Brief:
In exact form, please repeat the records from their opening line down to the line with "else if let", including that line.
------------------------------------
use thiserror::Error;
use tracing::debug;
use tracing::warn;

use crate::Coord;
use crate::parse_util;
use crate::parse_util::ConvertError;

/// Rulestrings that all mean Conway's Game of Life.
const LIFE_RULES: [&str; 3] = ["B3/S23", "S23/B3", "23/3"];

#[derive(Debug, Default, PartialEq, Eq)]
pub struct RleFile<'a> {
    pub name: Option<&'a [u8]>,
    pub author: Option<&'a [u8]>,
    pub comments: Vec<&'a [u8]>,

    /// Pattern width, as declared by the header line
    pub width: Option<u32>,

    /// Pattern height, as declared by the header line
    pub height: Option<u32>,

    pub rule: Option<&'a [u8]>,
}

#[derive(Debug, Error)]
pub enum RleError {
    #[error("Header error: {0}")]
    Header(#[from] RleHeaderError),

    #[error("Encoding error: {0}")]
    Encoding(#[from] RleEncodingError),

    #[error("Cell ({x}, {y}) is outside the grid")]
    OutOfBounds { x: Coord, y: Coord },
}

/// Parse the RLE file format, writing every cell through `f` relative to `(ox, oy)`.
///
/// `f` receives grid coordinates and whether the cell is alive, and returns `false` if it could
/// not store the cell. Cells written before a failure are left in place.
///
/// See: https://conwaylife.com/wiki/Run_Length_Encoded
pub fn read_rle<F>(bytes: &[u8], ox: Coord, oy: Coord, f: F) -> Result<RleFile<'_>, RleError>
where
    F: FnMut(Coord, Coord, bool) -> bool,
{
    let mut file = RleFile::default();

    let (content, first_line) = skip_header(bytes, &mut file)?;

    read_encoding(content, first_line, ox, oy, f)?;

    Ok(file)
}

/// Reads header lines until the first line that isn't one. Returns the input starting at that
/// line, and its 1-based line number.
fn skip_header<'a>(
    mut bytes: &'a [u8],
    file: &mut RleFile<'a>,
) -> Result<(&'a [u8], usize), RleHeaderError> {
    let mut line_no = 1;

    loop {
        let Some((line, rest)) = parse_util::take_line(bytes) else {
            return Err(RleHeaderError::NoContent { lines: line_no - 1 });
        };

        let line = parse_util::take_ws(line);

        if let Some(comment) = line.strip_prefix(b"#") {
            read_line_comment(comment, file);
        } else if let Some(fields) = header_fields(line) {
            if let Err(e) = read_line_header(fields, file) {
                warn!("Ignoring malformed RLE header on line {line_no}: {e}");
            }
        } else {
            // `bytes` still starts at this line
            return Ok((bytes, line_no));
        }

        bytes = rest;
        line_no += 1;
    }
}

/// `Some` if `line` is an `x = ..` header line.
fn header_fields(line: &[u8]) -> Option<&[u8]> {
    let rest = parse_util::strip_keyword(b"x", line)?;

    rest.starts_with(b"=").then_some(line)
}

fn read_line_comment<'a>(comment: &'a [u8], file: &mut RleFile<'a>) {
    let (Some(b), rest) = parse_util::take_1(comment) else {
        warn!("Ignoring RLE comment line without a type");
        return;
    };
    let text = parse_util::take_ws(rest);

    match b {
        b'C' | b'c' => file.comments.push(text),

        // Pattern name
        b'N' => {
            if file.name.is_some() {
                warn!("RLE file name already defined. Using latest");
            }
            debug!(name = %parse_util::show(text), "RLE pattern name");

            file.name = Some(text);
        }

        // Pattern author
        b'O' => {
            if file.author.is_some() {
                warn!("RLE author already defined. Using latest");
            }
            debug!(author = %parse_util::show(text), "RLE pattern author");

            file.author = Some(text);
        }

        // Pattern rules, as in `#r 23/3`
        b'r' => check_rule(text, file),

        b => warn!("Ignoring RLE comment line of type '{}'", b as char),
    }
}

#[derive(Debug, Error)]
pub enum RleHeaderError {
    #[error("No pattern content after {lines} header line(s)")]
    NoContent { lines: usize },

    #[error("Invalid header field \"{field}\"")]
    InvalidField { field: String },

    #[error("Invalid value for '{key}': {source}")]
    InvalidValue {
        key: String,
        #[source]
        source: ConvertError,
    },
}

/// Parses `x = <w>, y = <h>[, rule = <r>]` into `file`.
fn read_line_header<'a>(line: &'a [u8], file: &mut RleFile<'a>) -> Result<(), RleHeaderError> {
    for field in line.split(|&b| b == b',') {
        let Some(eq) = field.iter().position(|&b| b == b'=') else {
            return Err(RleHeaderError::InvalidField {
                field: parse_util::show(field),
            });
        };
        let key = field[..eq].trim_ascii();
        let value = field[eq + 1..].trim_ascii();

        let dimension = |value: &[u8]| {
            parse_util::convert::<u32>(value).map_err(|source| RleHeaderError::InvalidValue {
                key: parse_util::show(key),
                source,
            })
        };

        match key {
            b"x" => file.width = Some(dimension(value)?),
            b"y" => file.height = Some(dimension(value)?),
            b"rule" => check_rule(value, file),
            _ => {
                return Err(RleHeaderError::InvalidField {
                    field: parse_util::show(field),
                });
            }
        }
    }

    debug!(width = ?file.width, height = ?file.height, "RLE header");

    Ok(())
}

fn check_rule<'a>(rule: &'a [u8], file: &mut RleFile<'a>) {
    let upper = parse_util::show(rule).to_ascii_uppercase();

    if !LIFE_RULES.contains(&upper.as_str()) {
        warn!("Pattern declares rule \"{upper}\", but it will be simulated as B3/S23");
    }

    file.rule = Some(rule);
}

#[derive(Debug, Error)]
pub enum RleEncodingError {
    #[error("Failed to convert run length on line {line}, column {col}: {source}")]
    RunLength {
        line: usize,
        col: usize,
        #[source]
        source: ConvertError,
    },

    #[error("Unexpected tag '{got}' on line {line}, column {col}, expected 'b', 'o' or '$'")]
    UnexpectedTag { got: char, line: usize, col: usize },
}

/// What the content lexer expects next.
#[derive(Clone, Copy, Debug, PartialEq, Eq)]
enum LexState {
    /// Accumulating the digits of a run count
    ReadingNumber,

    /// Expecting `b`, `o` or `$`
    ReadingTag,
}

fn read_encoding<F>(
    bytes: &[u8],
    first_line: usize,
    ox: Coord,
    oy: Coord,
    mut f: F,
) -> Result<(), RleError>
where
    F: FnMut(Coord, Coord, bool) -> bool,
{
    let mut input = bytes.iter().copied();

    let mut state = LexState::ReadingNumber;

    // The byte that ended a run count, re-read as a tag
    let mut pending: Option<u8> = None;

    let mut digits = Vec::new();
    let mut count: u32 = 1;

    let (mut x, mut y): (Coord, Coord) = (0, 0);
    let (mut line, mut col) = (first_line, 0);

    loop {
        let b = match pending.take() {
            Some(b) => b,
            None => {
                let Some(b) = input.next() else { break };

                if b == b'\n' {
                    line += 1;
                    col = 0;
                } else {
                    col += 1;
                }

                b
            }
        };

        // End of pattern
        if b == b'!' {
            break;
        }

        if parse_util::is_ws(b) {
            continue;
        }

        match state {
            LexState::ReadingNumber if b.is_ascii_digit() => digits.push(b),

            LexState::ReadingNumber => {
                if !digits.is_empty() {
                    count = parse_util::convert(&digits)
                        .map_err(|source| RleEncodingError::RunLength { line, col, source })?;
                    digits.clear();
                }

                pending = Some(b);
                state = LexState::ReadingTag;
            }

            LexState::ReadingTag => {
                match b {
                    b'b' | b'o' => {
                        for _ in 0..count {
                            let pos = ox.checked_add(x).zip(oy.checked_add(y));
                            if !pos.is_some_and(|(gx, gy)| f(gx, gy, b == b'o')) {
                                return Err(RleError::OutOfBounds {
                                    x: ox.saturating_add(x),
                                    y: oy.saturating_add(y),
                                });
                            }

                            x += 1;
                        }
                    }

                    // End of line
                    b'$' => {
                        y = y.saturating_add(count.into());
                        x = 0;
                    }

                    got => {
                        let got = got as char;
                        return Err(RleEncodingError::UnexpectedTag { got, line, col }.into());
                    }
                }

                count = 1;
                state = LexState::ReadingNumber;
            }
        }
    }

    Ok(())
}

#[cfg(test)]
mod tests {
    use super::RleEncodingError;
    use super::RleError;
    use super::RleHeaderError;
    use super::read_rle;
    use crate::Coord;

    fn live_cells(bytes: &[u8]) -> Result<Vec<(Coord, Coord)>, RleError> {
        let mut live = Vec::new();

        read_rle(bytes, 0, 0, |x, y, alive| {
            if alive {
                live.push((x, y));
            }
            true
        })?;

        Ok(live)
    }

    #[test]
    fn runs_and_lines() {
        let live = live_cells(b"2o$bo$3o!").unwrap();

        assert_eq!(live, vec![(0, 0), (1, 0), (1, 1), (0, 2), (1, 2), (2, 2)]);
    }

    #[test]
    fn dead_cells_are_written() {
        let mut dead = Vec::new();

        read_rle(b"2bo!", 3, 4, |x, y, alive| {
            if !alive {
                dead.push((x, y));
            }
            true
        })
        .unwrap();

        assert_eq!(dead, vec![(3, 4), (4, 4)]);
    }

    #[test]
    fn multi_line_skip() {
        let live = live_cells(b"o3$o!").unwrap();

        assert_eq!(live, vec![(0, 0), (0, 3)]);
    }

    #[test]
    fn whitespace_is_ignored() {
        let live = live_cells(b"1 2o\r\n\tb o!").unwrap();

        assert_eq!(live.len(), 13);
        assert_eq!(live.last(), Some(&(13, 0)));
    }

    #[test]
    fn bang_ends_pattern() {
        let live = live_cells(b"o!this is ignored").unwrap();

        assert_eq!(live, vec![(0, 0)]);
    }

    #[test]
    fn end_of_input_ends_pattern() {
        let live = live_cells(b"bo$o").unwrap();

        assert_eq!(live, vec![(1, 0), (0, 1)]);
    }

    #[test]
    fn header_is_skipped() {
        let bytes = b"#N Glider\n#O Richard K. Guy\n#C The smallest spaceship\nx = 3, y = 3, rule = B3/S23\nbo$2bo$3o!\n";
        let mut live = 0;

        let file = read_rle(bytes, 0, 0, |_, _, alive| {
            live += alive as usize;
            true
        })
        .unwrap();

        assert_eq!(live, 5);
        assert_eq!(file.name, Some(&b"Glider"[..]));
        assert_eq!(file.author, Some(&b"Richard K. Guy"[..]));
        assert_eq!(file.comments, vec![&b"The smallest spaceship"[..]]);
        assert_eq!((file.width, file.height), (Some(3), Some(3)));
        assert_eq!(file.rule, Some(&b"B3/S23"[..]));
    }

    #[test]
    fn malformed_header_is_not_fatal() {
        let live = live_cells(b"x = three, y = 1\n3o!").unwrap();

        assert_eq!(live.len(), 3);
    }

    #[test]
    fn header_without_content() {
        let res = live_cells(b"#C nothing here\nx = 0, y = 0\n");

        assert!(matches!(
            res,
            Err(RleError::Header(RleHeaderError::NoContent { lines: 2 }))
        ));
    }

    #[test]
    fn empty_input() {
        let res = live_cells(b"");

        assert!(matches!(
            res,
            Err(RleError::Header(RleHeaderError::NoContent { lines: 0 }))
        ));
    }

    #[test]
    fn unexpected_tag() {
        let res = live_cells(b"x = 2, y = 1\n2o$\n3q!");

        assert!(matches!(
            res,
            Err(RleError::Encoding(RleEncodingError::UnexpectedTag {
                got: 'q',
                line: 3,
                col: 2
            }))
        ));
    }

    #[test]
    fn run_length_overflow() {
        let res = live_cells(b"99999999999o!");

        assert!(matches!(
            res,
            Err(RleError::Encoding(RleEncodingError::RunLength { .. }))
        ));
    }

    #[test]
    fn sink_failure_is_out_of_bounds() {
        let res = read_rle(b"5o!", 0, 0, |x, _, _| x < 3);

        assert!(matches!(res, Err(RleError::OutOfBounds { x: 3, y: 0 })));
    }

    #[test]
    fn origin_at_coordinate_limit() {
        let res = read_rle(b"$o!", 0, Coord::MAX, |_, _, _| true);

        assert!(matches!(
            res,
            Err(RleError::OutOfBounds { x: 0, y: Coord::MAX })
        ));

        let mut writes = 0;
        let res = read_rle(b"3o!", Coord::MAX, 0, |_, _, _| {
            writes += 1;
            true
        });

        assert!(matches!(
            res,
            Err(RleError::OutOfBounds { x: Coord::MAX, y: 0 })
        ));
        assert_eq!(writes, 1);
    }
}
------------------------------------
Solved problem:
use thiserror::Error;
use tracing::debug;
use tracing::warn;

use crate::Coord;
use crate::parse_util;
use crate::parse_util::ConvertError;

/// Rulestrings that all mean Conway's Game of Life.
const LIFE_RULES: [&str; 3] = ["B3/S23", "S23/B3", "23/3"];

#[derive(Debug, Default, PartialEq, Eq)]
pub struct RleFile<'a> {
    pub name: Option<&'a [u8]>,
    pub author: Option<&'a [u8]>,
    pub comments: Vec<&'a [u8]>,

    /// Pattern width, as declared by the header line
    pub width: Option<u32>,

    /// Pattern height, as declared by the header line
    pub height: Option<u32>,

    pub rule: Option<&'a [u8]>,
}

#[derive(Debug, Error)]
pub enum RleError {
    #[error("Header error: {0}")]
    Header(#[from] RleHeaderError),

    #[error("Encoding error: {0}")]
    Encoding(#[from] RleEncodingError),

    #[error("Cell ({x}, {y}) is outside the grid")]
    OutOfBounds { x: Coord, y: Coord },
}

/// Parse the RLE file format, writing every cell through `f` relative to `(ox, oy)`.
///
/// `f` receives grid coordinates and whether the cell is alive, and returns `false` if it could
/// not store the cell. Cells written before a failure are left in place.
///
/// See: https://conwaylife.com/wiki/Run_Length_Encoded
pub fn read_rle<F>(bytes: &[u8], ox: Coord, oy: Coord, f: F) -> Result<RleFile<'_>, RleError>
where
    F: FnMut(Coord, Coord, bool) -> bool,
{
    let mut file = RleFile::default();

    let (content, first_line) = skip_header(bytes, &mut file)?;

    read_encoding(content, first_line, ox, oy, f)?;

    Ok(file)
}

/// Reads header lines until the first line that isn't one. Returns the input starting at that
/// line, and its 1-based line number.
fn skip_header<'a>(
    mut bytes: &'a [u8],
    file: &mut RleFile<'a>,
) -> Result<(&'a [u8], usize), RleHeaderError> {
    let mut line_no = 1;

    loop {
        let Some((line, rest)) = parse_util::take_line(bytes) else {
            return Err(RleHeaderError::NoContent { lines: line_no - 1 });
        };

        let line = parse_util::take_ws(line);

        if let Some(comment) = line.strip_prefix(b"#") {
            read_line_comment(comment, file);
        } else if let Some(fields) = header_fields(line) {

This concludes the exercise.